* [Instructions to follow] Among the lines of the records below, copy those that hold the word "insensitively".

* [Data for processing]
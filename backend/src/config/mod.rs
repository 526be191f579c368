//! Application configuration.
//!
//! Output names and limits are constants. The township catalog ships with
//! built-in lists and can be replaced by a JSON file given on the command
//! line or through the `RESHAPER_CATALOG` environment variable.

use serde::{Deserialize, Serialize};
use std::collections::HashSet;
use std::env;
use std::fs;
use std::path::Path;

use crate::error::{ConfigError, ConfigResult};
use crate::models::SheetCategory;

/// Default HTTP port.
pub const DEFAULT_PORT: u16 = 3000;

/// Environment variable pointing at a catalog JSON file.
pub const CATALOG_ENV_VAR: &str = "RESHAPER_CATALOG";

/// Name of the derived summary sheet in generated workbooks.
pub const SUMMARY_SHEET: &str = "Summary";

/// Column forced onto row-style sheets and summary projections.
pub const TOWNSHIP_COLUMN: &str = "TOWNSHIP";

/// Column naming the source sheet of a column-style projection row.
pub const SOURCE_SHEET_COLUMN: &str = "SOURCE_SHEET";

/// Column name fragments kept by the column-style summary projection.
pub const DEFAULT_SUMMARY_KEYWORDS: &[&str] = &["registration", "visit"];

/// Row-style bundle file name.
pub const ROW_STYLE_FILE: &str = "Row_Style_Sheets.xlsx";

/// Column-style bundle file name.
pub const COLUMN_STYLE_FILE: &str = "Summary_and_Column_Sheets.xlsx";

/// Final restructured workbook file name.
pub const FINAL_FILE: &str = "Final_Restructured_Data.xlsx";

/// Sheet written when a generated workbook has no data sheets.
pub const PLACEHOLDER_SHEET: &str = "Sheet1";

/// Content type of every generated workbook.
pub const XLSX_MIME: &str = "application/vnd.openxmlformats-officedocument.spreadsheetml.sheet";

/// Number of recent jobs whose files stay downloadable.
pub const MAX_STORED_JOBS: usize = 32;

/// Excel's limit on worksheet name length.
pub const MAX_SHEET_NAME_LEN: usize = 31;

const DEFAULT_COLUMN_STYLE: &[&str] = &[
    "Kutkai", "Kunlong", "Muse", "Namhkan", "Namhsan", "Namtu", "Hseni", "Lashio", "Laukkaing",
];

const DEFAULT_ROW_STYLE: &[&str] = &[
    "Kyauktaw", "Myebon", "Minbya", "Mrauk-U", "Buthidaung", "Rathedaung", "Maungdaw", "Paletwa",
];

/// The two township name lists sheets are classified against.
///
/// Names are matched exactly and case-sensitively. `summary_keywords` are
/// matched case-insensitively against column-style headers.
#[derive(Debug, Clone, PartialEq, Eq, Serialize, Deserialize)]
#[serde(rename_all = "camelCase")]
pub struct TownshipCatalog {
    pub column_style: Vec<String>,
    pub row_style: Vec<String>,
    #[serde(default = "default_summary_keywords")]
    pub summary_keywords: Vec<String>,
}

fn default_summary_keywords() -> Vec<String> {
    DEFAULT_SUMMARY_KEYWORDS.iter().map(|s| s.to_string()).collect()
}

impl Default for TownshipCatalog {
    fn default() -> Self {
        Self {
            column_style: DEFAULT_COLUMN_STYLE.iter().map(|s| s.to_string()).collect(),
            row_style: DEFAULT_ROW_STYLE.iter().map(|s| s.to_string()).collect(),
            summary_keywords: default_summary_keywords(),
        }
    }
}

impl TownshipCatalog {
    /// Build a validated catalog from explicit lists.
    pub fn new(column_style: Vec<String>, row_style: Vec<String>) -> ConfigResult<Self> {
        let catalog = Self {
            column_style,
            row_style,
            summary_keywords: default_summary_keywords(),
        };
        catalog.validate()?;
        Ok(catalog)
    }

    /// Load a catalog from a JSON file.
    pub fn from_file(path: impl AsRef<Path>) -> ConfigResult<Self> {
        let content = fs::read_to_string(path.as_ref())?;
        Self::from_json(&content)
    }

    pub fn from_json(json: &str) -> ConfigResult<Self> {
        let catalog: Self = serde_json::from_str(json)?;
        catalog.validate()?;
        Ok(catalog)
    }

    /// Resolve the effective catalog.
    ///
    /// Precedence: explicit path, then `RESHAPER_CATALOG`, then built-in lists.
    /// `.env` is loaded by the binary at startup, not here.
    pub fn resolve(path: Option<&Path>) -> ConfigResult<Self> {
        if let Some(path) = path {
            return Self::from_file(path);
        }

        match env::var(CATALOG_ENV_VAR) {
            Ok(path) if !path.trim().is_empty() => Self::from_file(path.trim()),
            _ => Ok(Self::default()),
        }
    }

    /// Category of a sheet name.
    pub fn category_of(&self, sheet_name: &str) -> SheetCategory {
        if self.column_style.iter().any(|n| n == sheet_name) {
            SheetCategory::ColumnStyle
        } else if self.row_style.iter().any(|n| n == sheet_name) {
            SheetCategory::RowStyle
        } else {
            SheetCategory::Ignored
        }
    }

    pub fn to_json(&self) -> Result<String, serde_json::Error> {
        serde_json::to_string_pretty(self)
    }

    /// Every name must be usable as a worksheet name next to `Summary`.
    fn validate(&self) -> ConfigResult<()> {
        if self.summary_keywords.iter().any(|k| k.is_empty()) {
            return Err(ConfigError::InvalidCatalog("empty summary keyword".into()));
        }

        let mut seen = HashSet::new();

        for name in self.column_style.iter().chain(&self.row_style) {
            if name.trim().is_empty() {
                return Err(ConfigError::InvalidCatalog("empty township name".into()));
            }
            if name.chars().count() > MAX_SHEET_NAME_LEN {
                return Err(ConfigError::InvalidCatalog(format!(
                    "'{}' is longer than {} characters",
                    name, MAX_SHEET_NAME_LEN
                )));
            }
            if name.eq_ignore_ascii_case(SUMMARY_SHEET) {
                return Err(ConfigError::InvalidCatalog(format!(
                    "'{}' is reserved for the summary sheet",
                    name
                )));
            }
            // Excel compares sheet names case-insensitively
            if !seen.insert(name.to_lowercase()) {
                return Err(ConfigError::InvalidCatalog(format!(
                    "'{}' is listed more than once",
                    name
                )));
            }
        }

        Ok(())
    }
}
//! Tests for Latin-square sampling

#[cfg(test)]
mod tests {
    use calcugen::algorithm::sampler::sample_latin_square;
    use rand::SeedableRng;
    use rand::rngs::StdRng;

    // Tests every sampled grid satisfies the Latin-square invariant
    // Verified by breaking the symbol relabeling
    #[test]
    fn test_sampled_grids_are_latin() {
        for size in 1..=9 {
            for seed in 0..8 {
                let mut rng = StdRng::seed_from_u64(seed);
                let grid = sample_latin_square(size, &mut rng);
                assert_eq!(grid.size(), size);
                assert!(grid.is_latin(), "size {size} seed {seed} is not Latin");
            }
        }
    }

    // Tests the sampler actually consumes randomness
    // Verified by ignoring the generator during sampling
    #[test]
    fn test_distinct_seeds_produce_varied_grids() {
        let grids: Vec<_> = (0..10)
            .map(|seed| {
                let mut rng = StdRng::seed_from_u64(seed);
                sample_latin_square(6, &mut rng)
            })
            .collect();

        let distinct = grids
            .iter()
            .any(|grid| grids.first().is_some_and(|first| grid != first));
        assert!(distinct, "ten seeds produced identical grids");
    }

    // Tests the same seed reproduces the same grid
    // Verified by reseeding with a different value
    #[test]
    fn test_sampling_is_deterministic() {
        let mut first_rng = StdRng::seed_from_u64(99);
        let mut second_rng = StdRng::seed_from_u64(99);

        let first = sample_latin_square(7, &mut first_rng);
        let second = sample_latin_square(7, &mut second_rng);
        assert_eq!(first, second);
    }
}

* [Solution below]
/// matched case-insensitively against column-style headers.
            // Excel compares sheet names case-insensitively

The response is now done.